The Mask is the seventh episode of season four. It is both parts one and two of the forty-sixth airing of Courage the Cowardly Dog, and the ninetieth episode overall. It is one of only two double-length episodes in the series' history, the other being The Tower of Dr. Zalost. It originally aired on October 18, 2002.


A masked woman with a mysterious past comes to the farm and starts attacking Courage. Fearing the safety of his owners, Courage must repair the root of her problems so she can leave.


Muriel is collecting eggs inside the henhouse while Courage is nearby on the ground asleep. A masked woman arrives and proceeds to whack him with a washbasin. When Muriel comes out, she thinks that the woman is Courage's friend playing with him. She invites her over to the farmhouse to stay for a while. At the dinning room, the masked woman reveals her name to be Kitty. She explains to the Bagges about her best friend Bunny, who fell in love with a gangster named Mad Dog, and that "all dogs are evil." However, upon realizing Mad Dog’s true colors, Bunny tried to flee, but was eventually overpowered and restrained, and Mad Dog forced Kitty to stay away from them for good. With no where else to go, Kitty was forced to take shelter elsewhere.

After dinner, Kitty attacks Courage twice more, when he is alone in the living room watching television and later alone again in the bathroom plugging the toilet. Muriel makes a bed for the guest in the garret. At night, Courage spies on Kitty and sees how she plays with a toy mouse, which is a reminder of Bunny. Once Kitty takes off her mask, Courage shrieks and is convinced that the Mask is evil. He tells Muriel and Eustace, but they don't believe him. So, in an attempt to protect them both, Courage locks his owners and Kitty in their rooms, and steals the toy mouse, supposedly as evidence for the police.

Courage drives to the Diner and learns from Charlie the Mouse that Mad Dog has Bunny in his apartment. Meanwhile, Muriel, Eustace, and Kitty try to get out of their rooms. Kitty succeeds and goes to look for the stolen toy mouse, assuming that Courage stole it. Courage soon finds Bunny and saves her from Mad Dog, who gets involved in a high-speed chase. Mad Dog's car winds up driving on the railroad tracks and is eventually smashed by a powerful locomotive hauling an Amtrak passenger train, killing him.

As Courage and Bunny escape, they see Kitty on the train, who pulls Bunny up with her. As the train speeds off, the two happy friends thank Courage and admit that not all dogs are evil. In the morning, Courage returns home, and Muriel tells him that Eustace now uses the mask Kitty left behind in order to protect his face whenever he does dangerous work.


Major characters

Minor characters


Muriel: "Ohhhh Eustace the kitty was right about you. You can't fix a thing!"
Eustace: "Oh yeah? You want some chocolate?"

Charlie: "He and his gang live down the road. You know where. After you get Bunny out of there tell her Charlie says 'Hey.'"

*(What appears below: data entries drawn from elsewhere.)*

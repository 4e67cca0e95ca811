// ABOUTME: One-time provisioning of shared modules (proxy, mysql, mailpit) and installation init

use super::frameworks::{MAILPIT_MODULE, MYSQL_MODULE, PROXY_MODULE};
use super::rollback::{remove_workspace, RollbackReport};
use super::{Context, ProvisionError, ProvisionFailure, StepFailure};
use crate::events::Step;
use crate::models::Module;
use crate::registry::RegistryError;
use crate::template::{self, Replacements, ENV_FILE};
use crate::validation;
use clap::ValueEnum;
use std::fmt;
use std::path::{Path, PathBuf};
use tracing::info;

pub const CHECK_MODULE: Step = Step::new("check_module", "Check Module");
pub const CLONE_MODULE: Step = Step::new("clone_module_repository", "Clone Module Repository");
pub const CONFIGURE_MODULE: Step = Step::new("configure_module", "Configure Module");
pub const BOOT_MODULE: Step = Step::new("boot_module", "Boot Module");
pub const REGISTER_MODULE: Step = Step::new("register_module", "Register Module");
pub const MODULE_READY: Step = Step::new("module_ready", "Module Ready");
pub const CREATE_REGISTRY: Step = Step::new("create_registry", "Create Registry");
pub const ENSURE_NETWORKS: Step = Step::new("ensure_networks", "Ensure Networks");
pub const INIT_COMPLETE: Step = Step::new("init_complete", "Init Complete");

/// Shared modules that projects depend on.
#[derive(Debug, Clone, Copy, PartialEq, Eq, ValueEnum)]
pub enum ModuleKind {
    Proxy,
    Mysql,
    Mailpit,
}

impl fmt::Display for ModuleKind {
    fn fmt(&self, f: &mut fmt::Formatter<'_>) -> fmt::Result {
        f.write_str(self.name())
    }
}

impl ModuleKind {
    pub const ALL: [ModuleKind; 3] = [ModuleKind::Proxy, ModuleKind::Mysql, ModuleKind::Mailpit];

    pub fn name(self) -> &'static str {
        match self {
            ModuleKind::Proxy => PROXY_MODULE,
            ModuleKind::Mysql => MYSQL_MODULE,
            ModuleKind::Mailpit => MAILPIT_MODULE,
        }
    }

    /// Repository cloned for the module.
    pub fn repo(self) -> &'static str {
        match self {
            ModuleKind::Proxy => "docker_proxy_network",
            ModuleKind::Mysql => "docker_mysql",
            ModuleKind::Mailpit => "docker_mailpit",
        }
    }

    /// `.env` values of the module; the proxy has no environment file.
    pub fn env_replacements(self, timezone: &str) -> Option<Replacements> {
        match self {
            ModuleKind::Proxy => None,
            ModuleKind::Mysql => Some(
                Replacements::new()
                    .env("MYSQL_HOST", "my_database")
                    .env("MYSQL_USER", "myenv")
                    .env("MYSQL_PASSWORD", "myenv")
                    .env("MYSQL_ROOT_PASSWORD", "rootpw")
                    .env("DB_PORT", "3306"),
            ),
            ModuleKind::Mailpit => Some(
                Replacements::new()
                    .env("MP_DATABASE", "/data/mailpit.db")
                    .env("MP_MAX_MESSAGES", "5000")
                    .env("MP_SMTP_UAUTH_ACCEPT_ANY", "1")
                    .env("MP_SMTP_AUTH_ALLOW_INSECURE", "1")
                    .env("VIRTUAL_HOST", "mailpit.localhost")
                    .env("VIRTUAL_PORT", "8025")
                    .env("TZ", timezone),
            ),
        }
    }
}

/// Installs shared modules: clone, configure, boot, register.
pub struct ModuleProvisioner<'a> {
    ctx: Context<'a>,
}

impl<'a> ModuleProvisioner<'a> {
    pub fn new(ctx: Context<'a>) -> Self {
        Self { ctx }
    }

    /// Where `kind` is cloned under the dev root.
    pub fn module_path(&self, kind: ModuleKind) -> PathBuf {
        self.ctx.settings.dev_root.join(kind.repo())
    }

    /// Clone, configure and boot `kind`, registering it once it runs.
    pub async fn provision(&self, kind: ModuleKind) -> Result<Module, ProvisionFailure> {
        let path = self.module_path(kind);
        info!("Provisioning module {} at {}", kind, path.display());

        if let Err(failure) = self.check_preconditions(kind, &path).await {
            return Err(self.ctx.fail(failure).await);
        }

        match self.build(kind, &path).await {
            Ok(module) => {
                self.ctx
                    .events
                    .success(MODULE_READY, format!("Module {kind} is ready"))
                    .await;
                Ok(module)
            }
            Err(failure) => {
                // Only the clone is ours to remove; registry entries are left alone
                let hint = self.ctx.hint_for(&failure).await;
                let mut report = RollbackReport::default();
                remove_workspace(&self.ctx, &path, &mut report).await;
                Err(ProvisionFailure {
                    error: failure.error,
                    step: failure.step.key,
                    hint,
                    rollback: Some(report),
                })
            }
        }
    }

    async fn check_preconditions(&self, kind: ModuleKind, path: &Path) -> Result<(), StepFailure> {
        let ctx = &self.ctx;
        ctx.events
            .running(CHECK_MODULE, format!("Checking module {kind}..."))
            .await;

        let result = match ctx.store.load() {
            Ok(doc) if doc.modules.contains_key(kind.name()) => {
                Err(ProvisionError::from(RegistryError::ModuleExists(kind.name().to_string())))
            }
            Ok(_) => validation::check_absent(path).map_err(ProvisionError::from),
            Err(e) => Err(e.into()),
        };
        ctx.check(CHECK_MODULE, result).await?;

        ctx.events
            .success(CHECK_MODULE, format!("Module {kind} can be installed"))
            .await;
        Ok(())
    }

    async fn build(&self, kind: ModuleKind, path: &Path) -> Result<Module, StepFailure> {
        let ctx = &self.ctx;
        let events = ctx.events;

        events
            .running(CLONE_MODULE, format!("Cloning {} repository...", kind.repo()))
            .await;
        let url = ctx.settings.scaffold_url(kind.repo());
        let result = ctx.source.clone_repo(&url, path).await;
        ctx.check(CLONE_MODULE, result).await?;
        events.success(CLONE_MODULE, "Module repository cloned").await;

        match kind.env_replacements(&ctx.settings.timezone) {
            Some(replacements) => {
                events
                    .running(CONFIGURE_MODULE, "Setting up environment variables...")
                    .await;
                let result = template::materialize_env(path)
                    .and_then(|_| template::rewrite_file(&path.join(ENV_FILE), &replacements));
                ctx.check(CONFIGURE_MODULE, result).await?;
                events
                    .success(CONFIGURE_MODULE, "Environment variables set up")
                    .await;
            }
            None => {
                events
                    .skipped(CONFIGURE_MODULE, format!("Module {kind} needs no environment file"))
                    .await;
            }
        }

        events
            .running(BOOT_MODULE, format!("Starting {kind} containers..."))
            .await;
        let result = ctx.runtime.ensure_running(path).await;
        ctx.check(BOOT_MODULE, result).await?;
        events
            .success(BOOT_MODULE, format!("{kind} containers started"))
            .await;

        events
            .running(REGISTER_MODULE, format!("Registering module {kind}..."))
            .await;
        let module = Module::new(kind.name(), path);
        let result = ctx.store.add_module(module.clone());
        ctx.check(REGISTER_MODULE, result).await?;
        events
            .success(REGISTER_MODULE, format!("Module {kind} registered"))
            .await;

        Ok(module)
    }
}

/// Create the registry and shared networks; with `quick`, also provision
/// every module not registered yet.
pub async fn initialize(ctx: Context<'_>, quick: bool) -> Result<(), ProvisionFailure> {
    if let Err(failure) = prepare(&ctx).await {
        return Err(ctx.fail(failure).await);
    }

    if quick {
        let provisioner = ModuleProvisioner::new(ctx);
        for kind in ModuleKind::ALL {
            let registered = match ctx.store.load() {
                Ok(doc) => doc.modules.contains_key(kind.name()),
                Err(e) => {
                    let failure = StepFailure {
                        step: CHECK_MODULE,
                        error: e.into(),
                    };
                    return Err(ctx.fail(failure).await);
                }
            };

            if registered {
                ctx.events
                    .skipped(CHECK_MODULE, format!("Module {kind} is already registered"))
                    .await;
                continue;
            }
            provisioner.provision(kind).await?;
        }
    }

    ctx.events
        .success(INIT_COMPLETE, "Initialization completed successfully")
        .await;
    Ok(())
}

async fn prepare(ctx: &Context<'_>) -> Result<(), StepFailure> {
    let settings = ctx.settings;

    ctx.events.running(CREATE_REGISTRY, "Creating registry...").await;
    let result = ctx.store.create(&settings.language, &settings.container_runtime);
    ctx.check(CREATE_REGISTRY, result).await?;
    ctx.events
        .success(CREATE_REGISTRY, format!("Registry ready at {}", ctx.store.path().display()))
        .await;

    ctx.events
        .running(ENSURE_NETWORKS, "Checking shared docker networks...")
        .await;
    for network in [&settings.proxy_network, &settings.infra_network] {
        let exists = ctx.check(ENSURE_NETWORKS, ctx.runtime.network_exists(network).await).await?;
        if !exists {
            info!("Creating docker network {}", network);
            let result = ctx.runtime.create_network(network).await;
            ctx.check(ENSURE_NETWORKS, result).await?;
        }
    }
    ctx.events
        .success(ENSURE_NETWORKS, "Shared docker networks are available")
        .await;

    Ok(())
}
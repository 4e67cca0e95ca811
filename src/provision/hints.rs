// ABOUTME: Classifies failure text into user-facing hints with suggested next steps

#[derive(Debug, Clone, Copy, PartialEq, Eq)]
pub enum HintKind {
    Network,
    PermissionDenied,
    DiskFull,
    DaemonNotRunning,
    PortConflict,
    TemplateMissing,
    RepositoryNotFound,
    GitMissing,
    AlreadyExists,
    Unknown,
}

/// What to tell the user after a failure.
#[derive(Debug, Clone, PartialEq, Eq)]
pub struct Hint {
    pub kind: HintKind,
    pub headline: &'static str,
    pub actions: &'static [&'static str],
}

impl Hint {
    fn of(kind: HintKind) -> Self {
        let (headline, actions): (&'static str, &'static [&'static str]) = match kind {
            HintKind::Network => (
                "Network issue",
                &["Check your internet connection", "Verify DNS settings"],
            ),
            HintKind::PermissionDenied => (
                "Permission denied",
                &[
                    "Add your user to the docker group: sudo usermod -aG docker $USER",
                    "Check ownership of the development directory",
                ],
            ),
            HintKind::DiskFull => (
                "Not enough disk space",
                &["Free up disk space", "Remove unused images: docker system prune"],
            ),
            HintKind::DaemonNotRunning => (
                "Docker daemon is not running",
                &["Start Docker Desktop", "Or start the service: sudo systemctl start docker"],
            ),
            HintKind::PortConflict => (
                "A port is already in use by another application",
                &[
                    "Find the conflicting process: sudo lsof -i :<port>",
                    "Stop it or choose a different port",
                ],
            ),
            HintKind::TemplateMissing => (
                "A template file is missing from the scaffold repository",
                &["Check that the scaffold repository contains .env.example"],
            ),
            HintKind::RepositoryNotFound => (
                "Repository could not be cloned",
                &[
                    "Check the repository URL",
                    "Private repositories require authentication",
                ],
            ),
            HintKind::GitMissing => (
                "A required executable is not installed",
                &["Ubuntu/Debian: sudo apt install git", "macOS: brew install git"],
            ),
            HintKind::AlreadyExists => (
                "Something with this name already exists",
                &["Choose a different project name or proxy hostname"],
            ),
            HintKind::Unknown => ("Unexpected failure", &["Fix the issue above and try again"]),
        };

        Self {
            kind,
            headline,
            actions,
        }
    }
}

/// Pattern-match error text. The first matching category wins.
pub fn classify(message: &str) -> Hint {
    let text = message.to_lowercase();
    let has = |needle: &str| text.contains(needle);

    let kind = if has("cannot connect to the docker daemon") {
        HintKind::DaemonNotRunning
    } else if has("port is already allocated") || has("address already in use") {
        HintKind::PortConflict
    } else if has("permission denied") {
        HintKind::PermissionDenied
    } else if has("no space left") {
        HintKind::DiskFull
    } else if has("repository not found") || has("status code: 404") || has("authentication") {
        HintKind::RepositoryNotFound
    } else if has("executable file not found") || has("command not found") {
        HintKind::GitMissing
    } else if (has(".env.example") || has("example"))
        && (has("does not exist") || has("no such file"))
    {
        HintKind::TemplateMissing
    } else if has("already in use") || has("already exists") {
        HintKind::AlreadyExists
    } else if has("could not resolve host") || has("network") {
        HintKind::Network
    } else {
        HintKind::Unknown
    };

    Hint::of(kind)
}
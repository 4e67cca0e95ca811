// ABOUTME: Ordered single-producer/single-consumer event bus between a pipeline and its presentation sink
// The consumer drains until the emitter is closed, then hands the sink back on a oneshot

pub mod terminal;

pub use terminal::TerminalSink;

use crate::models::{Event, EventStatus};
use thiserror::Error;
use tokio::sync::{mpsc, oneshot};
use tracing::{debug, warn};

/// Identifies one pipeline step on the bus.
#[derive(Debug, Clone, Copy, PartialEq, Eq)]
pub struct Step {
    pub key: &'static str,
    pub name: &'static str,
}

impl Step {
    pub const fn new(key: &'static str, name: &'static str) -> Self {
        Self { key, name }
    }
}

/// Receives every event, in order, on the consumer task.
pub trait EventSink: Send + 'static {
    fn handle(&mut self, event: &Event);

    /// Called once after the last event.
    fn close(&mut self) {}
}

#[derive(Debug, Error)]
pub enum EventBusError {
    #[error("event consumer stopped before signalling completion")]
    ConsumerGone,
}

/// Entry point for a progress channel and its consumer task.
pub struct EventBus;

impl EventBus {
    /// Spawn the consumer task. Must be called inside a tokio runtime.
    pub fn start<S: EventSink>(sink: S) -> (EventEmitter, Drain<S>) {
        // Capacity 1 keeps the producer at most one event ahead of the renderer
        let (tx, mut rx) = mpsc::channel::<Event>(1);
        let (done_tx, done_rx) = oneshot::channel();

        tokio::spawn(async move {
            let mut sink = sink;
            while let Some(event) = rx.recv().await {
                sink.handle(&event);
            }
            sink.close();
            debug!("Event consumer drained");
            let _ = done_tx.send(sink);
        });

        (EventEmitter { tx }, Drain { done: done_rx })
    }
}

/// Producer half. Not `Clone`: exactly one producer per bus.
pub struct EventEmitter {
    tx: mpsc::Sender<Event>,
}

impl EventEmitter {
    /// Send an event, waiting until the consumer has room for it.
    pub async fn emit(&self, event: Event) {
        if let Err(e) = self.tx.send(event).await {
            warn!("Event dropped, consumer is gone: {:?}", e.0);
        }
    }

    pub async fn report(&self, step: Step, status: EventStatus, message: impl Into<String>) {
        self.emit(Event::new(step.key, step.name, status, message)).await;
    }

    /// Open `step`; exactly one terminal event must follow.
    pub async fn running(&self, step: Step, message: impl Into<String>) {
        self.report(step, EventStatus::Running, message).await;
    }

    pub async fn success(&self, step: Step, message: impl Into<String>) {
        self.report(step, EventStatus::Success, message).await;
    }

    pub async fn error(&self, step: Step, message: impl Into<String>) {
        self.report(step, EventStatus::Error, message).await;
    }

    pub async fn info(&self, step: Step, message: impl Into<String>) {
        self.report(step, EventStatus::Info, message).await;
    }

    /// Standalone event for a step that does not apply.
    pub async fn skipped(&self, step: Step, message: impl Into<String>) {
        self.report(step, EventStatus::Skipped, message).await;
    }

    /// Close the channel so the consumer can finish draining.
    pub fn close(self) {
        drop(self.tx);
    }
}

/// Completion handoff of the consumer task.
pub struct Drain<S> {
    done: oneshot::Receiver<S>,
}

impl<S> Drain<S> {
    /// Wait until every emitted event has been handled, returning the sink.
    pub async fn wait(self) -> Result<S, EventBusError> {
        self.done.await.map_err(|_| EventBusError::ConsumerGone)
    }
}

/// Keeps every event in memory. Used by tests and by callers that want a transcript.
#[derive(Debug, Default, Clone)]
pub struct RecordingSink {
    pub events: Vec<Event>,
    pub closed: bool,
}

impl RecordingSink {
    /// Keys of every recorded event with `status`, in order.
    pub fn keys_with_status(&self, status: EventStatus) -> Vec<String> {
        self.events
            .iter()
            .filter(|e| e.status == status)
            .map(|e| e.key.clone())
            .collect()
    }
}

impl EventSink for RecordingSink {
    fn handle(&mut self, event: &Event) {
        self.events.push(event.clone());
    }

    fn close(&mut self) {
        self.closed = true;
    }
}

/// Check the step protocol: each `running` event is closed by exactly one
/// terminal event of the same key before the next `running` event.
pub fn check_step_pairing(events: &[Event]) -> Result<(), String> {
    let mut open: Option<&Event> = None;

    for event in events {
        if !event.status.is_terminal() {
            if let Some(prev) = open {
                return Err(format!("step '{}' started before '{}' finished", event.key, prev.key));
            }
            open = Some(event);
            continue;
        }

        match open {
            Some(prev) if prev.key != event.key => {
                return Err(format!("terminal event '{}' does not close step '{}'", event.key, prev.key));
            }
            Some(_) => open = None,
            None => {}
        }
    }

    match open {
        Some(prev) => Err(format!("step '{}' never finished", prev.key)),
        None => Ok(()),
    }
}
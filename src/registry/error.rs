// ABOUTME: Error types for the registry store

use std::path::PathBuf;
use thiserror::Error;

#[derive(Debug, Error)]
pub enum RegistryError {
    #[error("registry file does not exist: {}", .0.display())]
    NotFound(PathBuf),

    #[error("project name '{0}' is already in use")]
    ProjectExists(String),

    #[error("proxy hostname '{proxy}' is already in use by project '{owner}'")]
    ProxyInUse { proxy: String, owner: String },

    #[error("module '{0}' already exists")]
    ModuleExists(String),

    #[error("project not found: {0}")]
    ProjectNotFound(String),

    #[error("module not found: {0}")]
    ModuleNotFound(String),

    #[error("registry IO error: {0}")]
    Io(#[from] std::io::Error),

    #[error("registry file is not valid JSON: {0}")]
    Json(#[from] serde_json::Error),
}

impl RegistryError {
    /// True for the duplicate-key failures raised at insert time.
    pub fn is_already_exists(&self) -> bool {
        matches!(
            self,
            RegistryError::ProjectExists(_)
                | RegistryError::ProxyInUse { .. }
                | RegistryError::ModuleExists(_)
        )
    }
}
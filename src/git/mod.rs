// ABOUTME: Source control integration for cloning scaffold templates and project sources

pub mod clone;

pub use clone::{CloneError, GitSourceControl, SourceControl};
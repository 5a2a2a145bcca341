//! Relative API paths and the rule that keeps them relative.

use std::fmt;

use urlencoding::encode;

use super::ApiError;

/// Check that `path` is rooted and carries no scheme or protocol-relative prefix.
///
/// Shared by the client and the gateway so both reject the same inputs.
pub fn validate_endpoint(path: &str) -> Result<(), ApiError> {
    if !path.starts_with('/') || path.starts_with("//") || path.contains("://") {
        return Err(ApiError::Validation(format!(
            "Invalid endpoint path: {:?}",
            path
        )));
    }
    Ok(())
}

/// A validated, path-only endpoint such as `/breeds/search?q=beng`.
#[derive(Debug, Clone, PartialEq, Eq, Hash)]
pub struct Endpoint(String);

impl Endpoint {
    /// Validate an arbitrary relative path.
    pub fn parse(path: impl Into<String>) -> Result<Self, ApiError> {
        let path = path.into();
        validate_endpoint(&path)?;
        Ok(Self(path))
    }

    pub fn breeds() -> Self {
        Self("/breeds".to_string())
    }

    pub fn breed_search(term: &str) -> Self {
        Self(format!("/breeds/search?q={}", encode(term)))
    }

    pub fn breed(breed_id: &str) -> Self {
        Self(format!("/breeds/{}", encode(breed_id)))
    }

    pub fn breed_images(breed_id: &str, limit: u32) -> Self {
        Self(format!(
            "/images/search?limit={}&breed_ids={}",
            limit,
            encode(breed_id)
        ))
    }

    pub fn random_images(limit: u32) -> Self {
        Self(format!("/images/search?limit={}", limit))
    }

    pub fn image(image_id: &str) -> Self {
        Self(format!("/images/{}", encode(image_id)))
    }

    pub fn as_str(&self) -> &str {
        &self.0
    }
}

impl fmt::Display for Endpoint {
    fn fmt(&self, f: &mut fmt::Formatter<'_>) -> fmt::Result {
        f.write_str(&self.0)
    }
}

This is one the rare instances of an episode from the series that is considered controversial. The reason for this is due to the topic of lesbian relationships, which is negatively looked down upon by many religions, mainly Christianity.


  • This is the first appearance of Kitty, Bunny, and Mad Dog.
  • The second two-parter, after The Tower of Dr. Zalost.
  • Although the train in this episode was powered by a steam locomotive, it has an air horn. Which is based on a NYC Defryuss Hudson. And the Diesel horn Sound effect is from Sound ideas
  • Courage's paranoia gets the better of him in this episode. Kitty only hated him because he was a dog. She posed no threat to Muriel and Eustace at all.
  • Whenever Courage thinks about Muriel and Eustace, only Eustace's lower body is shown. We see nothing above his waist. Also, during his final thought bubble, he only rescues Muriel from Kitty's mouth despite the fact that Eustace was devoured too.
  • John R. Dilworth has stated in an interview that he "could not believe Cartoon Network allowed this episode to be aired" due to its strong themes of abuse, relationships, and domestic violence.
    • This episode ranks among the deepest Courage episodes, with the above themes, as well as misogyny, misandry, domestic and genre violence and potentially homosexuality.
  • It is possible that Bunny might be bisexual or at least Mad Dog thinks she is due to his jealousy for Kitty.
  • Given the only other known cat that Courage knows is Katz, his fear of Kitty might be justified.
  • The episode's title is a reference to the 1994 movie of the same name starring Jim Carrey.